According to Senior Public Health Nutritionist Amy Wakem from Health and Wellbeing Queensland, hydration isn’t quite that simple as dutifully counting our glasses of water.
“The advice to drink eight glasses likely came from general recommendations for adults to have around two to three litres of fluid a day,” Amy said.
“Eight to ten glasses is a helpful starting guide, but it’s not the fool-proof benchmark people think it is.”
In reality, there’s no universal magic number when it comes to hydration. How much water someone needs can vary widely depending on lifestyle and environment.
“Hydration needs are influenced by lots of factors including the weather, what you eat, how active you are, your age, your body size and your overall health,” she said.
“In Queensland’s hot, humid summer, or when sweating, you’ll need more.
“But you don’t need to force down litres if you’re sitting in the shade or in air‑conditioning and not sweating.”

Even everyday habits like sleeping overnight can leave us slightly dehydrated, which is why starting the day with a glass of water is a great habit.
Another surprise? Water isn’t the only thing that counts.
“Water is still the best option but all fluids contribute to hydration,” Amy said.

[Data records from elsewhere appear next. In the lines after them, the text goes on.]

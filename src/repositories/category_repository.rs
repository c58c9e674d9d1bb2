use async_trait::async_trait;
use sqlx::PgPool;

use crate::models::category::{Category, NewCategory, SHARED_OWNER_ID};
use crate::repositories::RepositoryError;

/// Trait defining category repository operations
///
/// "Visible" always means shared (`owner_id = 0`) or owned by the given user.
#[async_trait]
pub trait CategoryRepository: Send + Sync {
    /// Create a new category
    async fn create(&self, category: NewCategory) -> Result<Category, RepositoryError>;

    /// Find all categories visible to a user, in id order
    async fn find_visible(&self, user_id: i64) -> Result<Vec<Category>, RepositoryError>;

    /// Find a category by ID, only if it is visible to the user
    async fn find_visible_by_id(
        &self,
        id: i64,
        user_id: i64,
    ) -> Result<Option<Category>, RepositoryError>;

    /// Find a category by exact name among those visible to the user
    async fn find_visible_by_name(
        &self,
        name: &str,
        user_id: i64,
    ) -> Result<Option<Category>, RepositoryError>;

    /// Find a shared category by exact name
    async fn find_shared_by_name(&self, name: &str) -> Result<Option<Category>, RepositoryError>;
}

/// PostgreSQL implementation of CategoryRepository
pub struct PostgresCategoryRepository {
    pool: PgPool,
}

impl PostgresCategoryRepository {
    pub fn new(pool: PgPool) -> Self {
        Self { pool }
    }
}

#[async_trait]
impl CategoryRepository for PostgresCategoryRepository {
    async fn create(&self, category: NewCategory) -> Result<Category, RepositoryError> {
        let created = sqlx::query_as::<_, Category>(
            r#"
            INSERT INTO categories (name, description, owner_id)
            VALUES ($1, $2, $3)
            RETURNING id, name, description, owner_id
            "#,
        )
        .bind(&category.name)
        .bind(&category.description)
        .bind(category.owner_id)
        .fetch_one(&self.pool)
        .await?;

        Ok(created)
    }

    async fn find_visible(&self, user_id: i64) -> Result<Vec<Category>, RepositoryError> {
        let categories = sqlx::query_as::<_, Category>(
            r#"
            SELECT id, name, description, owner_id
            FROM categories
            WHERE owner_id = $1 OR owner_id = $2
            ORDER BY id ASC
            "#,
        )
        .bind(SHARED_OWNER_ID)
        .bind(user_id)
        .fetch_all(&self.pool)
        .await?;

        Ok(categories)
    }

    async fn find_visible_by_id(
        &self,
        id: i64,
        user_id: i64,
    ) -> Result<Option<Category>, RepositoryError> {
        let category = sqlx::query_as::<_, Category>(
            r#"
            SELECT id, name, description, owner_id
            FROM categories
            WHERE id = $1
                AND (owner_id = $2 OR owner_id = $3)
            "#,
        )
        .bind(id)
        .bind(SHARED_OWNER_ID)
        .bind(user_id)
        .fetch_optional(&self.pool)
        .await?;

        Ok(category)
    }

    async fn find_visible_by_name(
        &self,
        name: &str,
        user_id: i64,
    ) -> Result<Option<Category>, RepositoryError> {
        let category = sqlx::query_as::<_, Category>(
            r#"
            SELECT id, name, description, owner_id
            FROM categories
            WHERE name = $1
                AND (owner_id = $2 OR owner_id = $3)
            LIMIT 1
            "#,
        )
        .bind(name)
        .bind(SHARED_OWNER_ID)
        .bind(user_id)
        .fetch_optional(&self.pool)
        .await?;

        Ok(category)
    }

    async fn find_shared_by_name(&self, name: &str) -> Result<Option<Category>, RepositoryError> {
        let category = sqlx::query_as::<_, Category>(
            r#"
            SELECT id, name, description, owner_id
            FROM categories
            WHERE name = $1 AND owner_id = $2
            LIMIT 1
            "#,
        )
        .bind(name)
        .bind(SHARED_OWNER_ID)
        .fetch_optional(&self.pool)
        .await?;

        Ok(category)
    }
}
use async_trait::async_trait;
use sqlx::PgPool;

use crate::models::user::{NewUser, User};
use crate::repositories::RepositoryError;

/// Trait defining user repository operations
///
/// Users are only ever inserted and read.
#[async_trait]
pub trait UserRepository: Send + Sync {
    /// Create a new user
    async fn create(&self, user: NewUser) -> Result<User, RepositoryError>;

    /// Find a user by ID
    async fn find_by_id(&self, id: i64) -> Result<Option<User>, RepositoryError>;

    /// Find a user by email
    async fn find_by_email(&self, email: &str) -> Result<Option<User>, RepositoryError>;

    /// Find any user holding either the email or the username
    async fn find_by_email_or_username(
        &self,
        email: &str,
        username: &str,
    ) -> Result<Option<User>, RepositoryError>;
}

/// PostgreSQL implementation of UserRepository
pub struct PostgresUserRepository {
    pool: PgPool,
}

impl PostgresUserRepository {
    pub fn new(pool: PgPool) -> Self {
        Self { pool }
    }
}

#[async_trait]
impl UserRepository for PostgresUserRepository {
    async fn create(&self, user: NewUser) -> Result<User, RepositoryError> {
        let result = sqlx::query_as::<_, User>(
            r#"
            INSERT INTO users (username, email, password_hash)
            VALUES ($1, $2, $3)
            RETURNING id, username, email, password_hash
            "#,
        )
        .bind(&user.username)
        .bind(&user.email)
        .bind(&user.password_hash)
        .fetch_one(&self.pool)
        .await;

        match result {
            Ok(user) => Ok(user),
            Err(sqlx::Error::Database(db_err)) => {
                if db_err.is_unique_violation() {
                    Err(RepositoryError::ConstraintViolation(
                        "Email or username already exists".to_string(),
                    ))
                } else {
                    Err(RepositoryError::DatabaseError(db_err.to_string()))
                }
            }
            Err(e) => Err(RepositoryError::DatabaseError(e.to_string())),
        }
    }

    async fn find_by_id(&self, id: i64) -> Result<Option<User>, RepositoryError> {
        let user = sqlx::query_as::<_, User>(
            r#"
            SELECT id, username, email, password_hash
            FROM users
            WHERE id = $1
            "#,
        )
        .bind(id)
        .fetch_optional(&self.pool)
        .await?;

        Ok(user)
    }

    async fn find_by_email(&self, email: &str) -> Result<Option<User>, RepositoryError> {
        let user = sqlx::query_as::<_, User>(
            r#"
            SELECT id, username, email, password_hash
            FROM users
            WHERE email = $1
            "#,
        )
        .bind(email)
        .fetch_optional(&self.pool)
        .await?;

        Ok(user)
    }

    async fn find_by_email_or_username(
        &self,
        email: &str,
        username: &str,
    ) -> Result<Option<User>, RepositoryError> {
        let user = sqlx::query_as::<_, User>(
            r#"
            SELECT id, username, email, password_hash
            FROM users
            WHERE email = $1 OR username = $2
            LIMIT 1
            "#,
        )
        .bind(email)
        .bind(username)
        .fetch_optional(&self.pool)
        .await?;

        Ok(user)
    }
}
//! Application setup: tracing, state construction, routes, server.

pub mod routes;
pub mod server;

use std::sync::Arc;

use axum::Router;
use filepool_core::Config;
use filepool_storage::{build_pool, Uploader};
use tracing_subscriber::layer::SubscriberExt;
use tracing_subscriber::util::SubscriberInitExt;
use tracing_subscriber::EnvFilter;

use crate::state::AppState;

/// Initialize the tracing subscriber. `RUST_LOG` overrides the default filter.
pub fn init_tracing() {
    tracing_subscriber::registry()
        .with(
            EnvFilter::try_from_default_env()
                .unwrap_or_else(|_| "filepool=debug,tower_http=debug,info".into()),
        )
        .with(tracing_subscriber::fmt::layer())
        .init();
}

/// Build the application state and router from configuration.
pub fn initialize_app(config: Config) -> Result<(Arc<AppState>, Router), anyhow::Error> {
    let pool = build_pool(&config).map_err(|e| anyhow::anyhow!("Storage setup failed: {}", e))?;
    let uploader = Uploader::new(pool, config.attempt_timeout());

    let state = Arc::new(AppState::new(config.clone(), uploader));
    let router = routes::setup_routes(&config, state.clone())?;

    Ok((state, router))
}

“It doesn’t have to be plain water, you can jazz it up by adding slices of fruit like oranges or strawberries too.
“Go easy on caffeinated drinks like tea, coffee and alcohol because they can increase water loss.
“Food can help us hydrate too, water-rich foods include watermelon, berries, oranges, cucumber, tomatoes and celery.”
Instead of counting glasses, she recommends paying attention to your body’s own signals.
Amy advises feeling thirsty, having dry lips, headaches or darker urine can all be signs you need more fluids.
“Urine colour can be a really helpful guide, think pale straw yellow, not burnt caramel.”
Her simple message? Start the day with a drink of water, keep sipping regularly, and let your body help guide the rest.
“It’s about building good habits rather than chasing a number,” she said.
“Stay ahead of dehydration and your body will thank you.”